#### Task requirements:
Please take the records that follow and repeat exactly the lines starting with the line with "let report = result?;" and going on through the line with "image is touched".

[Stored records]
━━━
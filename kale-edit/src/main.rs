// Copyright (C) 2025 Piers Finlayson <piers@piers.rocks>
//
// MIT License

//! kale-edit
//!
//! Command line front end to `kale-rom`: inspect a Kirby's Adventure ROM,
//! move levels in and out as course files, repack the level data and apply
//! IPS patches.

mod args;
mod config;
mod info;

use anyhow::{Context, Result, anyhow};
use clap::Parser;
use kale_rom::patch::apply_ips;
use kale_rom::{CourseFile, GameData, LoadPolicy, RomFile, RomLayout, SaveProgress};
use log::debug;
use std::fs;
use std::io::{self, Write};

use crate::args::{Cli, Commands};
use crate::config::Config;
use crate::info::{print_level, print_rom_info, print_save_report};

fn open_rom(config: &Config) -> Result<RomFile> {
    let path = config.rom().ok_or_else(|| anyhow!("No ROM file given"))?;
    RomFile::open(path).with_context(|| format!("Failed to load ROM {}", path.display()))
}

fn open_game(config: &Config, rom: &RomFile) -> Result<GameData> {
    GameData::open(rom, config.layout.clone(), config.policy).with_context(|| {
        if config.policy == LoadPolicy::Abort {
            "Failed to load level data (--lenient replaces broken levels)"
        } else {
            "Failed to load level data"
        }
    })
}

fn confirm_overwrite(config: &Config) -> Result<()> {
    if !config.overwrites_input() {
        return Ok(());
    }
    let path = config.rom_output().ok_or_else(|| anyhow!("No output file"))?;

    print!("This will overwrite {}. Continue? (y/n): ", path.display());
    io::stdout().flush()?;

    if config.auto_yes {
        println!("Automatically continuing due to --yes flag.");
        return Ok(());
    }
    let mut input = String::new();
    io::stdin()
        .read_line(&mut input)
        .map_err(|e| anyhow!("Failed to read user input: {}", e))?;

    let response = input.trim().to_lowercase();
    if response != "y" && response != "yes" {
        return Err(anyhow!("ROM not overwritten. Aborting."));
    }
    Ok(())
}

fn write_rom(config: &Config, rom: &RomFile) -> Result<()> {
    let path = config.rom_output().ok_or_else(|| anyhow!("No output file"))?;
    confirm_overwrite(config)?;
    rom.save(path)
        .with_context(|| format!("Failed to write ROM {}", path.display()))?;
    println!("Wrote {}", path.display());
    Ok(())
}

fn repack(config: &Config, rom: &mut RomFile, game: &mut GameData) -> Result<()> {
    let mut progress = |event: SaveProgress| match event {
        SaveProgress::ExitsWritten { count } => debug!("Wrote {} exits", count),
        SaveProgress::MapClearWritten { bytes } => debug!("Wrote {} bytes of map clear data", bytes),
        _ => {}
    };
    let report = game
        .save(rom, Some(&mut progress))
        .context("Failed to repack level data")?;
    print_save_report(&report);
    write_rom(config, rom)
}

fn main() -> Result<()> {
    let cli = Cli::parse();

    let filter = if cli.verbose { "debug" } else { "info" };
    env_logger::Builder::from_env(env_logger::Env::default().default_filter_or(filter)).init();

    let layout = match &cli.layout {
        Some(path) => RomLayout::from_json_file(path)
            .with_context(|| format!("Failed to load layout {}", path.display()))?,
        None => RomLayout::default(),
    };

    let config = Config {
        command: cli.command,
        layout,
        policy: if cli.lenient {
            LoadPolicy::Substitute
        } else {
            LoadPolicy::Abort
        },
        output: cli.output,
        overwrite: cli.overwrite,
        auto_yes: cli.yes,
    };

    config
        .validate()
        .map_err(|e| anyhow!("Configuration error: {}", e))?;

    match config.command.clone() {
        Commands::Layout => {
            println!("{}", serde_json::to_string_pretty(&config.layout)?);
        }
        Commands::Info { .. } => {
            let rom = open_rom(&config)?;
            let game = open_game(&config, &rom)?;
            print_rom_info(&rom, &game);
        }
        Commands::Level { level, json, .. } => {
            let rom = open_rom(&config)?;
            let game = open_game(&config, &rom)?;
            let data = game.level(level)?;
            if json {
                println!("{}", CourseFile::from_level(data).to_json()?);
            } else {
                print_level(&game, level, data);
            }
        }
        Commands::ExportLevel { level, out, .. } => {
            let rom = open_rom(&config)?;
            let game = open_game(&config, &rom)?;
            CourseFile::from_level(game.level(level)?)
                .write_file(&out)
                .with_context(|| format!("Failed to export level 0x{:03X}", level))?;
            println!("Exported level 0x{:03X} to {}", level, out.display());
        }
        Commands::ImportLevel { level, input, .. } => {
            let mut rom = open_rom(&config)?;
            let mut game = open_game(&config, &rom)?;
            let course = CourseFile::read_file(&input)
                .with_context(|| format!("Failed to read course file {}", input.display()))?;
            let data = course
                .to_level(level)
                .with_context(|| format!("Course file {} is not a valid level", input.display()))?;
            game.commit_level(level, data)?;
            println!("Imported {} as level 0x{:03X}", input.display(), level);
            repack(&config, &mut rom, &mut game)?;
        }
        Commands::Repack { .. } => {
            let mut rom = open_rom(&config)?;
            let mut game = open_game(&config, &rom)?;
            repack(&config, &mut rom, &mut game)?;
        }
        Commands::Patch { ips, .. } => {
            let rom = open_rom(&config)?;
            let patch = fs::read(&ips)
                .with_context(|| format!("Failed to read patch {}", ips.display()))?;
            let mut data = rom.into_bytes();
            let records = apply_ips(&mut data, &patch)
                .with_context(|| format!("Failed to apply patch {}", ips.display()))?;
            let rom = RomFile::from_bytes(data).context("Patched ROM is not valid")?;
            println!("Applied {} records from {}", records, ips.display());
            write_rom(&config, &rom)?;
        }
    }

    Ok(())
}
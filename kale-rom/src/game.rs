// Copyright (C) 2025 Piers Finlayson <piers@piers.rocks>
//
// MIT License

//! Everything the editor works on, decoded from one ROM.
//!
//! [`GameData::open`] runs every loader once.  Edits are made on copies and
//! swapped back in with the `commit_*` methods.  [`GameData::save`] packs
//! and places all chunks, then rewrites the ROM image.  Every capacity and
//! range check runs before the first byte is written, and if a write still
//! fails the image is put back the way it was.

use log::{debug, info, warn};

use crate::chunk::{self, ChunkKind, DataChunk, Placement};
use crate::error::{Result, RomError};
use crate::graphics::{self, BankTables, ChrBank, Palettes};
use crate::layout::RomLayout;
use crate::level::{self, LevelData};
use crate::mapclear::{self, MapClearTable};
use crate::romfile::RomFile;
use crate::tileset::{self, Tileset};
use crate::{NUM_LEVELS, NUM_TILESETS};

/// What to do when a level fails to decode.
#[derive(Debug, Clone, Copy, PartialEq, Eq, Default)]
pub enum LoadPolicy {
    /// Fail the whole load
    #[default]
    Abort,
    /// Log a warning and use an empty 1x1 level instead
    Substitute,
}

/// Reported to the progress callback as a save runs.
#[derive(Debug, Clone, Copy, PartialEq, Eq)]
pub enum SaveProgress {
    LevelPacked { level: usize },
    TilesetPacked { tileset: usize },
    ChunkPlaced {
        placement: Placement,
        done: usize,
        total: usize,
    },
    ExitsWritten { count: usize },
    MapClearWritten { bytes: usize },
    PalettesWritten,
}

/// Summary of a completed save.
#[derive(Debug, Clone, PartialEq, Eq)]
pub struct SaveReport {
    /// Every chunk, in the order it was written
    pub placements: Vec<Placement>,
    pub bytes_used: usize,
    pub bytes_free: usize,
    /// Highest bank any chunk went into
    pub last_bank: u8,
}

#[derive(Debug, Clone)]
pub struct GameData {
    layout: RomLayout,
    levels: Vec<LevelData>,
    tilesets: Vec<Tileset>,
    map_clear: MapClearTable,
    palettes: Palettes,
    bank_tables: BankTables,
    chr_banks: Vec<ChrBank>,
    /// Non-level data changed since the last save
    dirty: bool,
    saving: bool,
}

impl GameData {
    pub fn open(rom: &RomFile, layout: RomLayout, policy: LoadPolicy) -> Result<Self> {
        layout.validate()?;
        rom.require_bank(layout.last_data_bank)?;

        let mut levels = Vec::with_capacity(NUM_LEVELS);
        let mut substituted = 0;
        for num in 0..NUM_LEVELS {
            match level::load_level(rom, &layout, num) {
                Ok(level) => levels.push(level),
                Err(e) if policy == LoadPolicy::Substitute => {
                    warn!("Level 0x{:03X} failed to load, using an empty level: {}", num, e);
                    substituted += 1;
                    levels.push(LevelData::empty());
                }
                Err(e) => return Err(e),
            }
        }

        let data = Self {
            tilesets: tileset::load_tilesets(rom, &layout)?,
            map_clear: mapclear::load_map_clear_data(rom, &layout)?,
            palettes: graphics::load_palettes(rom, &layout)?,
            bank_tables: graphics::load_bank_tables(rom, &layout)?,
            chr_banks: graphics::load_chr_banks(rom)?,
            levels,
            layout,
            dirty: false,
            saving: false,
        };
        info!(
            "Loaded {} levels ({} substituted), {} tilesets, {} CHR banks",
            data.levels.len(),
            substituted,
            data.tilesets.len(),
            data.chr_banks.len()
        );
        Ok(data)
    }

    pub fn layout(&self) -> &RomLayout {
        &self.layout
    }

    pub fn levels(&self) -> &[LevelData] {
        &self.levels
    }

    pub fn level(&self, num: usize) -> Result<&LevelData> {
        self.levels.get(num).ok_or(RomError::BadIndex {
            what: "level",
            index: num,
            count: NUM_LEVELS,
        })
    }

    pub fn tilesets(&self) -> &[Tileset] {
        &self.tilesets
    }

    pub fn tileset(&self, num: usize) -> Result<&Tileset> {
        self.tilesets.get(num).ok_or(RomError::BadIndex {
            what: "tileset",
            index: num,
            count: NUM_TILESETS,
        })
    }

    pub fn map_clear(&self) -> &MapClearTable {
        &self.map_clear
    }

    pub fn palettes(&self) -> &Palettes {
        &self.palettes
    }

    pub fn bank_tables(&self) -> &BankTables {
        &self.bank_tables
    }

    pub fn chr_banks(&self) -> &[ChrBank] {
        &self.chr_banks
    }

    /// CHR bank `n`, wrapping past the last bank.
    pub fn chr_bank(&self, n: usize) -> Option<&ChrBank> {
        if self.chr_banks.is_empty() {
            None
        } else {
            self.chr_banks.get(n % self.chr_banks.len())
        }
    }

    pub fn is_saving(&self) -> bool {
        self.saving
    }

    /// Whether anything has changed since the last save.
    pub fn is_modified(&self) -> bool {
        self.dirty || self.levels.iter().any(|l| l.modified_recently)
    }

    fn check_editable(&self) -> Result<()> {
        if self.saving {
            Err(RomError::SaveInProgress)
        } else {
            Ok(())
        }
    }

    /// Replaces level `num`.
    pub fn commit_level(&mut self, num: usize, mut level: LevelData) -> Result<()> {
        self.check_editable()?;
        self.level(num)?;
        level.validate(num)?;
        level.modified = true;
        level.modified_recently = true;
        debug!("Committed level 0x{:03X}", num);
        self.levels[num] = level;
        Ok(())
    }

    pub fn commit_tileset(&mut self, num: usize, tileset: Tileset) -> Result<()> {
        self.check_editable()?;
        self.tileset(num)?;
        tileset.to_bytes()?;
        self.tilesets[num] = tileset;
        self.dirty = true;
        Ok(())
    }

    pub fn commit_map_clear(&mut self, table: MapClearTable) -> Result<()> {
        self.check_editable()?;
        self.check_map_clear(&table)?;
        self.map_clear = table;
        self.dirty = true;
        Ok(())
    }

    pub fn commit_palettes(&mut self, palettes: Palettes) -> Result<()> {
        self.check_editable()?;
        palettes.validate()?;
        self.palettes = palettes;
        self.dirty = true;
        Ok(())
    }

    fn check_map_clear(&self, table: &MapClearTable) -> Result<usize> {
        let needed = table.encoded_size(&self.layout.map_widths)?;
        let available =
            (self.layout.map_clear_end.offset - self.layout.map_clear_data.offset) as usize;
        if needed > available {
            Err(RomError::MapClearTooLarge { needed, available })
        } else {
            Ok(needed)
        }
    }

    /// Repacks everything into `rom`.
    ///
    /// Editing is refused until this returns.  On error `rom` is left as
    /// it was.
    pub fn save(
        &mut self,
        rom: &mut RomFile,
        mut progress: Option<&mut dyn FnMut(SaveProgress)>,
    ) -> Result<SaveReport> {
        self.check_editable()?;
        self.saving = true;
        let mut report = |event: SaveProgress| {
            if let Some(cb) = progress.as_mut() {
                cb(event);
            }
        };
        let result = self.save_inner(rom, &mut report);
        self.saving = false;

        let report = result?;
        for level in &mut self.levels {
            level.modified_recently = false;
        }
        self.dirty = false;
        Ok(report)
    }

    fn save_inner(
        &self,
        rom: &mut RomFile,
        progress: &mut dyn FnMut(SaveProgress),
    ) -> Result<SaveReport> {
        let layout = &self.layout;
        rom.require_bank(layout.last_data_bank)?;

        let chunks = self.pack_all(progress)?;

        // Everything below must pass before the image is touched
        let exits: usize = self.levels.iter().map(|l| l.exits.len()).sum();
        if exits > layout.max_exits() {
            return Err(RomError::TooManyExits {
                count: exits,
                max: layout.max_exits(),
            });
        }
        self.check_map_clear(&self.map_clear)?;
        self.palettes.validate()?;
        let placements = chunk::allocate(&chunks, layout.data_start, layout.last_data_bank)?;

        let snapshot = rom.snapshot();
        if let Err(e) = self.write_all(rom, &chunks, &placements, progress) {
            warn!("Save failed, restoring ROM image: {}", e);
            rom.restore(snapshot);
            return Err(e);
        }

        let bytes_used: usize = chunks.iter().map(DataChunk::size).sum();
        let report = SaveReport {
            last_bank: placements
                .iter()
                .map(|p| p.addr.bank)
                .max()
                .unwrap_or(layout.data_start.bank),
            bytes_used,
            bytes_free: layout.free_space() - bytes_used,
            placements,
        };
        info!(
            "Saved {} chunks, {} bytes used, {} bytes free, last bank 0x{:02X}",
            report.placements.len(),
            report.bytes_used,
            report.bytes_free,
            report.last_bank
        );
        Ok(report)
    }

    fn pack_all(&self, progress: &mut dyn FnMut(SaveProgress)) -> Result<Vec<DataChunk>> {
        let mut chunks = Vec::with_capacity(self.levels.len() * 2 + self.tilesets.len() + 1);
        for (num, level) in self.levels.iter().enumerate() {
            level.validate(num)?;
            chunks.push(level::pack_level(level, num)?);
            chunks.push(level::pack_sprites(level, num)?);
            progress(SaveProgress::LevelPacked { level: num });
        }
        for (num, set) in self.tilesets.iter().enumerate() {
            chunks.push(tileset::pack_tileset(set, num)?);
            progress(SaveProgress::TilesetPacked { tileset: num });
        }
        chunks.push(DataChunk::new(
            ChunkKind::BankTables,
            0,
            &self.bank_tables.to_bytes(),
        )?);
        Ok(chunks)
    }

    fn write_all(
        &self,
        rom: &mut RomFile,
        chunks: &[DataChunk],
        placements: &[Placement],
        progress: &mut dyn FnMut(SaveProgress),
    ) -> Result<()> {
        let layout = &self.layout;
        for (done, placement) in placements.iter().enumerate() {
            let chunk = &chunks[placement.index];
            let addr = placement.addr;
            match chunk.kind {
                ChunkKind::LevelMap => {
                    level::save_level(rom, layout, chunk, &self.levels[chunk.owner], addr)?
                }
                ChunkKind::Sprites => level::save_sprites(rom, layout, chunk, addr)?,
                ChunkKind::Tileset => {
                    tileset::save_tileset(rom, layout, chunk, &self.tilesets[chunk.owner], addr)?
                }
                ChunkKind::BankTables => {
                    graphics::save_bank_tables(rom, layout, chunk.data(), addr)?
                }
            }
            progress(SaveProgress::ChunkPlaced {
                placement: *placement,
                done: done + 1,
                total: placements.len(),
            });
        }

        // Exit lists are written back to back from the start of the region
        rom.write_short_pointer(&layout.exits, 0, layout.exit_data_start())?;
        let mut end = layout.exit_data_start();
        for (num, level) in self.levels.iter().enumerate() {
            end = level::save_exits(rom, layout, level, num)?;
        }
        let count = (end.offset - layout.exit_data_start().offset) as usize / level::EXIT_RECORD_SIZE;
        progress(SaveProgress::ExitsWritten { count });

        let bytes = mapclear::save_map_clear_data(rom, layout, &self.map_clear)?;
        progress(SaveProgress::MapClearWritten { bytes });

        graphics::save_palettes(rom, layout, &self.palettes)?;
        progress(SaveProgress::PalettesWritten);
        Ok(())
    }
}
#[cfg(test)]
mod tests {
    use super::*;
    use crate::test_rom::blank_rom;

    fn long_table() -> LongPointerTable {
        LongPointerTable {
            low: RomAddress::new(0x12, 0x8000),
            high: RomAddress::new(0x12, 0x8010),
            bank: RomAddress::new(0x12, 0x8020),
        }
    }

    fn short_table() -> ShortPointerTable {
        ShortPointerTable {
            low: RomAddress::new(0x12, 0x8100),
            high: RomAddress::new(0x12, 0x8110),
            bank: 0x12,
        }
    }

    #[test]
    fn test_header() {
        let rom = RomFile::from_bytes(blank_rom()).unwrap();
        assert_eq!(rom.num_prg_banks(), 128);
        assert_eq!(rom.num_chr_banks(), 128);
        assert_eq!(rom.header().mapper(), 4);
        rom.require_bank(0x7F).unwrap();
        assert!(matches!(
            rom.require_bank(0x80),
            Err(RomError::RomTooSmall { found: 128, .. })
        ));
    }

    #[test]
    fn test_bad_header() {
        let mut data = blank_rom();
        data[0] = b'X';
        assert!(matches!(RomFile::from_bytes(data), Err(RomError::BadHeader(_))));
        assert!(matches!(
            RomFile::from_bytes(vec![0; 8]),
            Err(RomError::BadHeader(_))
        ));
        let mut data = blank_rom();
        data.truncate(0x10000);
        assert!(matches!(RomFile::from_bytes(data), Err(RomError::BadHeader(_))));
    }

    #[test]
    fn test_scalar_reads_and_writes() {
        let mut rom = RomFile::from_bytes(blank_rom()).unwrap();
        let addr = RomAddress::new(0x20, 0xA100);
        rom.write_u32(addr, 0x1234_5678).unwrap();
        assert_eq!(rom.read_byte(addr).unwrap(), 0x78);
        assert_eq!(rom.read_u16(addr).unwrap(), 0x5678);
        assert_eq!(rom.read_u32(addr).unwrap(), 0x1234_5678);
        assert_eq!(rom.as_bytes()[addr.to_file_offset() + 3], 0x12);
    }

    #[test]
    fn test_write_refuses_bank_crossing() {
        let mut rom = RomFile::from_bytes(blank_rom()).unwrap();
        let addr = RomAddress::new(0x20, 0x1FFE);
        rom.write_bytes(addr, &[1, 2]).unwrap();
        assert!(matches!(
            rom.write_bytes(addr, &[1, 2, 3]),
            Err(RomError::BankOverflow { len: 3, .. })
        ));
        // Nothing spilled into the next bank
        assert_eq!(rom.read_byte(RomAddress::new(0x21, 0)).unwrap(), 0);
    }

    #[test]
    fn test_long_pointer_masks_flag() {
        let mut rom = RomFile::from_bytes(blank_rom()).unwrap();
        let table = long_table();
        rom.write_pointer(&table, 3, RomAddress::new(0x80 | 0x41, 0xA234))
            .unwrap();
        assert_eq!(rom.read_pointer(&table, 3).unwrap(), RomAddress::new(0x41, 0xA234));
        assert!(rom.read_pointer_flag(&table, 3).unwrap());
        assert!(!rom.read_pointer_flag(&table, 2).unwrap());
    }

    #[test]
    fn test_read_from_pointer_zero_fills() {
        let mut rom = RomFile::from_bytes(blank_rom()).unwrap();
        let table = long_table();
        rom.write_to_pointer(&table, 0, RomAddress::new(0x41, 0xA000), &[9, 8, 7])
            .unwrap();
        let mut buf = [0xEEu8; 6];
        assert_eq!(rom.read_from_pointer(&table, 0, 3, &mut buf).unwrap(), 3);
        assert_eq!(buf, [9, 8, 7, 0, 0, 0]);
    }

    #[test]
    fn test_null_pointer_reads_nothing() {
        let rom = RomFile::from_bytes(blank_rom()).unwrap();
        let mut buf = [0xEEu8; 4];
        assert_eq!(rom.read_from_short_pointer(&short_table(), 5, 4, &mut buf).unwrap(), 0);
        assert_eq!(buf, [0xEE; 4]);
    }

    #[test]
    fn test_compressed_read() {
        let mut rom = RomFile::from_bytes(blank_rom()).unwrap();
        let table = short_table();
        let raw: Vec<u8> = (0..300u32).map(|i| (i % 7) as u8).collect();
        let packed = codec::pack(&raw).unwrap();
        let addr = RomAddress::new(0x12, 0x9000);
        rom.write_bytes(addr, &packed).unwrap();
        rom.write_short_pointer(&table, 1, addr).unwrap();

        let mut buf = vec![0u8; DATA_SIZE];
        let len = rom.read_from_short_pointer(&table, 1, 0, &mut buf).unwrap();
        assert_eq!(&buf[..len], &raw[..]);
        assert_eq!(rom.read_compressed(addr).unwrap(), raw);

        let mut small = [0u8; 10];
        assert!(matches!(
            rom.read_data(addr, 0, &mut small),
            Err(RomError::Codec { .. })
        ));
    }

    #[test]
    fn test_out_of_bounds() {
        let mut data = blank_rom();
        // Header still claims the CHR banks that are no longer there
        data.truncate(HEADER_SIZE + 128 * BANK_SIZE);
        let rom = RomFile::from_bytes(data).unwrap();
        assert!(matches!(
            rom.read_chr_bank(0),
            Err(RomError::OutOfBounds { .. })
        ));
        let last = rom.as_bytes().len();
        assert!(matches!(
            rom.span(last - 1, 2),
            Err(RomError::OutOfBounds { len: 2, .. })
        ));
    }

    #[test]
    fn test_chr_bank_index() {
        let rom = RomFile::from_bytes(blank_rom()).unwrap();
        rom.read_chr_bank(0).unwrap();
        assert!(matches!(
            rom.read_chr_bank(rom.num_chr_banks()),
            Err(RomError::BadIndex { .. })
        ));
    }

    #[test]
    fn test_save_to_disk() {
        let dir = tempfile::tempdir().unwrap();
        let path = dir.path().join("kirby.nes");
        let mut rom = RomFile::from_bytes(blank_rom()).unwrap();
        rom.write_byte(RomAddress::new(0x30, 0x10), 0x5A).unwrap();
        rom.save(&path).unwrap();

        let reopened = RomFile::open(&path).unwrap();
        assert_eq!(reopened.path(), Some(path.as_path()));
        assert_eq!(reopened.read_byte(RomAddress::new(0x30, 0x10)).unwrap(), 0x5A);
        assert_eq!(reopened.as_bytes(), rom.as_bytes());
    }
}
━━━
#### Answer space:
        let report = result?;
        for level in &mut self.levels {
            level.modified_recently = false;
        }
        self.dirty = false;
        Ok(report)
    }

    fn save_inner(
        &self,
        rom: &mut RomFile,
        progress: &mut dyn FnMut(SaveProgress),
    ) -> Result<SaveReport> {
        let layout = &self.layout;
        rom.require_bank(layout.last_data_bank)?;

        let chunks = self.pack_all(progress)?;

        // Everything below must pass before the image is touched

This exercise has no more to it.